Wireless Waffle - A whole spectrum of radio related rubbish
We're Jammin'signal strength
Monday 24 April, 2006, 15:08 - Radio Randomness
dragondroneThe practice of jamming radio transmissions has been around since radio was first used for military purposes when one side would attempt to inhibit the communications of the other side by transmitting on the same frequency at the same time. Indeed such military jamming is usually termed 'electronic counter-measures' or ECM and a whole industry has developed around it to try and produce radio systems that are resilient to jamming known as 'electronic counter-counter-measures' or ECCM. The picture on the right shows an example of a drone in use today for jamming - in this case one known as a Dragon. The payload of the missile is a high power transmitter which can then be sent to the area of interest and remotely activated. You can see the antenna which unfolds from the front of the device when it is deployed.

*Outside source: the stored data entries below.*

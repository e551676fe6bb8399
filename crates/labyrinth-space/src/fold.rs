//! Edge folding: stepping off one cube face onto its neighbour.
//!
//! A step that leaves a face is resolved geometrically. The source cell
//! centre and its face normal are rotated about the shared edge (the hinge
//! between the two faces) and the rotated point is projected onto the
//! neighbour face's own axes:
//!
//! ```text
//! center   = normal·half + right·offset_x + up·offset_y
//! edge_mid = center + step·(cell_size / 2)
//! hinge    = normalize(step × normal)
//! normal'  = rot(hinge, FOLD_ANGLE) · normal          → neighbour face
//! center'  = edge_mid + rot(hinge, FOLD_ANGLE) · (center − edge_mid)
//! (nx, ny) = clamp(project(center', neighbour))
//! back     = classify(rot(hinge, FOLD_ANGLE) · −step, neighbour)
//! ```
//!
//! The result is independent of the cell size, so folding is done on
//! unit cells.

use crate::error::SpaceError;
use crate::orientation::{face_for_normal, orientation};
use crate::topology::Step;
use glam::DQuat;
use labyrinth_core::{CubeCoord, Direction};

/// Rotation applied about the hinge axis, in radians (-90°).
pub const FOLD_ANGLE: f64 = -std::f64::consts::FRAC_PI_2;

const UNIT_CELL: f64 = 1.0;

/// Resolve the neighbour of `cell` towards `dir` by folding across the
/// face edge.
///
/// Meant for steps that leave the face, but well defined for any cell:
/// the projection clamps into the neighbour face. Returns
/// `SpaceError::DegenerateFold` if the rotated normal matches no face,
/// which cannot happen for the fixed orientation table.
pub fn fold_across_edge(
    cell: CubeCoord,
    dir: Direction,
    size: u32,
) -> Result<Step<CubeCoord>, SpaceError> {
    let frame = orientation(cell.face);
    let center = frame.cell_center_f64(cell.x, cell.y, size, UNIT_CELL);
    let step = frame.direction_vector(dir);
    let edge_mid = center + step * (UNIT_CELL / 2.0);
    let hinge = DQuat::from_axis_angle(step.cross(frame.normal).normalize(), FOLD_ANGLE);

    let face = face_for_normal(hinge * frame.normal)
        .ok_or(SpaceError::DegenerateFold { cell, direction: dir })?;
    let target = orientation(face);

    let folded = edge_mid + hinge * (center - edge_mid);
    let (x, y) = target.project(folded, size, UNIT_CELL);
    let back = target.classify(hinge * -step);

    Ok(Step {
        cell: CubeCoord::new(face, x, y),
        back,
    })
}

#[cfg(test)]
mod tests {
    use super::*;
    use labyrinth_core::Face;

    fn cc(face: Face, x: u32, y: u32) -> CubeCoord {
        CubeCoord::new(face, x, y)
    }

    #[test]
    fn front_west_edge_lands_on_left() {
        let step = fold_across_edge(cc(Face::Front, 0, 0), Direction::West, 3).unwrap();
        assert_eq!(step.cell, cc(Face::Left, 2, 0));
        assert_eq!(step.back, Direction::East);
    }

    #[test]
    fn front_north_edge_lands_on_top() {
        let step = fold_across_edge(cc(Face::Front, 2, 2), Direction::North, 3).unwrap();
        assert_eq!(step.cell, cc(Face::Top, 2, 0));
        assert_eq!(step.back, Direction::South);
    }

    #[test]
    fn top_south_edge_lands_on_front() {
        let step = fold_across_edge(cc(Face::Top, 1, 0), Direction::South, 3).unwrap();
        assert_eq!(step.cell, cc(Face::Front, 1, 2));
        assert_eq!(step.back, Direction::North);
    }

    #[test]
    fn equatorial_ring_wraps() {
        // Walking east along row 0 of the four side faces returns home.
        let size = 2;
        let mut cell = cc(Face::Front, 1, 0);
        let mut visited = Vec::new();
        for _ in 0..4 {
            let step = fold_across_edge(cell, Direction::East, size).unwrap();
            assert_eq!(step.back, Direction::West);
            cell = CubeCoord::new(step.cell.face, size - 1, step.cell.y);
            visited.push(step.cell.face);
        }
        assert_eq!(visited, vec![Face::Right, Face::Back, Face::Left, Face::Front]);
    }

    #[test]
    fn fold_preserves_edge_coordinate() {
        // Moving along the shared edge moves along the neighbour's edge too.
        let size = 5;
        let landed: Vec<CubeCoord> = (0..size)
            .map(|y| fold_across_edge(cc(Face::Right, size - 1, y), Direction::East, size))
            .map(|r| r.unwrap().cell)
            .collect();
        for (y, cell) in landed.iter().enumerate() {
            assert_eq!(cell.face, Face::Back);
            assert_eq!(cell.x, 0);
            assert_eq!(cell.y, y as u32);
        }
    }

    #[test]
    fn single_cell_faces_reach_four_distinct_faces() {
        for face in Face::ALL {
            let mut faces: Vec<Face> = Direction::ALL
                .into_iter()
                .map(|d| fold_across_edge(cc(face, 0, 0), d, 1).unwrap().cell.face)
                .collect();
            faces.sort();
            faces.dedup();
            assert_eq!(faces.len(), 4, "{face}");
            assert!(!faces.contains(&face));
        }
    }
}
//! Spatial topologies and maze wall storage for Labyrinth.
//!
//! This crate defines the [`Topology`] trait, the neighbour-resolution
//! abstraction every carving and distance algorithm runs over, along with
//! the two concrete shapes and the [`Maze`] wall graph built on top of them.
//!
//! # Backends
//!
//! - [`FlatGrid`]: `size × size` grid with hard boundaries
//! - [`CubeSurface`]: six `size × size` faces folded into a closed cube,
//!   neighbours across face edges resolved by [`fold::fold_across_edge`]
//!
//! # Geometry
//!
//! [`FaceOrientation`] holds the fixed per-face basis (`normal`, `up`,
//! `right`). It drives edge folding and is exposed so geometry builders
//! can place walls and markers without re-deriving the frame.

#![deny(missing_docs)]
#![deny(rustdoc::broken_intra_doc_links)]
#![forbid(unsafe_code)]

pub mod cube;
pub mod error;
pub mod flat;
pub mod fold;
pub mod maze;
pub mod orientation;
pub mod topology;

#[cfg(test)]
pub(crate) mod compliance;

pub use cube::CubeSurface;
pub use error::SpaceError;
pub use flat::FlatGrid;
pub use maze::Maze;
pub use orientation::{orientation, FaceOrientation};
pub use topology::{Step, Topology, MAX_GRID_SIZE};
//! Core types and traits for the Labyrinth maze engine.
//!
//! This is the leaf crate with zero internal dependencies. It defines
//! the fundamental vocabulary used throughout the Labyrinth workspace:
//! compass directions, cell identities for both shapes, per-cell wall
//! state, and the seeded random source that makes generation reproducible.

#![deny(missing_docs)]
#![deny(rustdoc::broken_intra_doc_links)]
#![forbid(unsafe_code)]

pub mod coord;
pub mod direction;
pub mod rng;
pub mod walls;

pub use coord::{CubeCoord, Face, GridCoord};
pub use direction::Direction;
pub use rng::{pick, shuffle, RandomSource, SeededRng};
pub use walls::Walls;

However jamming is not strictly a tool of the military. Jamming of broadcast radio stations has been a regular activity for many organisations and - and here's the disappointing bit - continues to take place even today. In the height of the cold war, countries such as Russia used to jam short-wave transmissions from countries such as the UK and USA which carried news or information which the Russians viewed as anti-communist propaganda. To try and compensate, broadcasters such as the BBC World Service, Radio Free Europe and the Voice of America used to transmit their programmes on several short-wave frequencies at the same time (usually 4 or more) in the vain hope that at least one of them would be receiveable in a given area clear of the jammers. The Cuban authorities also jammed Radio Marti, a US Government funded station aimed specifically at the country.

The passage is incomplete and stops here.